The required answer is each line in the entries below where "Future" occurs.

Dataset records
Content starts
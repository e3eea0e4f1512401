//! LLM客户端 - 提供统一的LLM服务接口

use anyhow::Result;
use async_trait::async_trait;
use std::future::Future;
use std::sync::Arc;
use std::time::Duration;
use tracing::{info, warn};

use crate::config::Settings;
use crate::llm::tools::web_search::AgentToolWebSearch;

mod providers;
mod react_executor;

use providers::ProviderClient;
use react_executor::ReActExecutor;

/// Agent流水线依赖的语言模型能力
#[async_trait]
pub trait LanguageModel: Send + Sync {
    /// 单轮对话（不使用工具）
    async fn prompt(&self, system_prompt: &str, user_prompt: &str) -> Result<String>;

    /// 多轮对话，Agent可以调用网页搜索工具
    async fn prompt_with_search(
        &self,
        system_prompt: &str,
        user_prompt: &str,
        web_search: &AgentToolWebSearch,
    ) -> Result<String>;

    /// 模型描述，如`openai/gpt-3.5-turbo`
    fn describe(&self) -> String;
}

/// LLM客户端 - 基于rig的OpenAI/Ollama实现
#[derive(Clone)]
pub struct LLMClient {
    settings: Arc<Settings>,
    client: ProviderClient,
}

impl LLMClient {
    /// 创建新的LLM客户端
    pub fn new(settings: Arc<Settings>) -> Result<Self> {
        let client = ProviderClient::new(&settings)?;
        Ok(Self { client, settings })
    }

    /// 通用重试逻辑，用于处理异步操作的重试机制
    async fn retry_with_backoff<T, F, Fut>(&self, operation: F) -> Result<T>
    where
        F: Fn() -> Fut,
        Fut: Future<Output = Result<T, anyhow::Error>>,
    {
        let llm_config = &self.settings.llm;
        let max_retries = llm_config.retry_attempts.max(1);
        let retry_delay_ms = llm_config.retry_delay_ms;
        let mut retries = 0;

        loop {
            match operation().await {
                Ok(result) => return Ok(result),
                Err(err) => {
                    retries += 1;
                    warn!(
                        "❌ 调用模型服务出错，重试中 (第 {} / {}次尝试): {}",
                        retries, max_retries, err
                    );
                    if retries >= max_retries {
                        return Err(err);
                    }
                    tokio::time::sleep(Duration::from_millis(retry_delay_ms)).await;
                }
            }
        }
    }
}

#[async_trait]
impl LanguageModel for LLMClient {
    async fn prompt(&self, system_prompt: &str, user_prompt: &str) -> Result<String> {
        let agent =
            self.client
                .create_agent(self.settings.model_name(), system_prompt, &self.settings);

        self.retry_with_backoff(|| async { agent.prompt(user_prompt).await })
            .await
    }

    async fn prompt_with_search(
        &self,
        system_prompt: &str,
        user_prompt: &str,
        web_search: &AgentToolWebSearch,
    ) -> Result<String> {
        let agent = self.client.create_agent_with_tools(
            self.settings.model_name(),
            system_prompt,
            &self.settings,
            web_search,
        );
        let max_turns = self.settings.llm.max_tool_turns;
        let verbose = self.settings.verbose;

        if verbose {
            info!("🤖 使用模型 {} 执行带工具的推理", self.describe());
        }

        self.retry_with_backoff(|| async {
            ReActExecutor::execute(&agent, user_prompt, max_turns, verbose).await
        })
        .await
    }

    fn describe(&self) -> String {
        format!(
            "{}/{}",
            self.settings.llm_provider(),
            self.settings.model_name()
        )
    }
}
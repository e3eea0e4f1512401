use serde::{Deserialize, Serialize};

/// 一条网页搜索结果
#[derive(Debug, Clone, PartialEq, Eq, Hash, Serialize, Deserialize)]
pub struct SearchResult {
    pub title: String,
    pub snippet: String,
    pub url: String,
}

impl SearchResult {
    pub fn new(
        title: impl Into<String>,
        snippet: impl Into<String>,
        url: impl Into<String>,
    ) -> Self {
        Self {
            title: title.into(),
            snippet: snippet.into(),
            url: url.into(),
        }
    }
}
Content ends
ANSWER SPACE —
use std::future::Future;
        Fut: Future<Output = Result<T, anyhow::Error>>,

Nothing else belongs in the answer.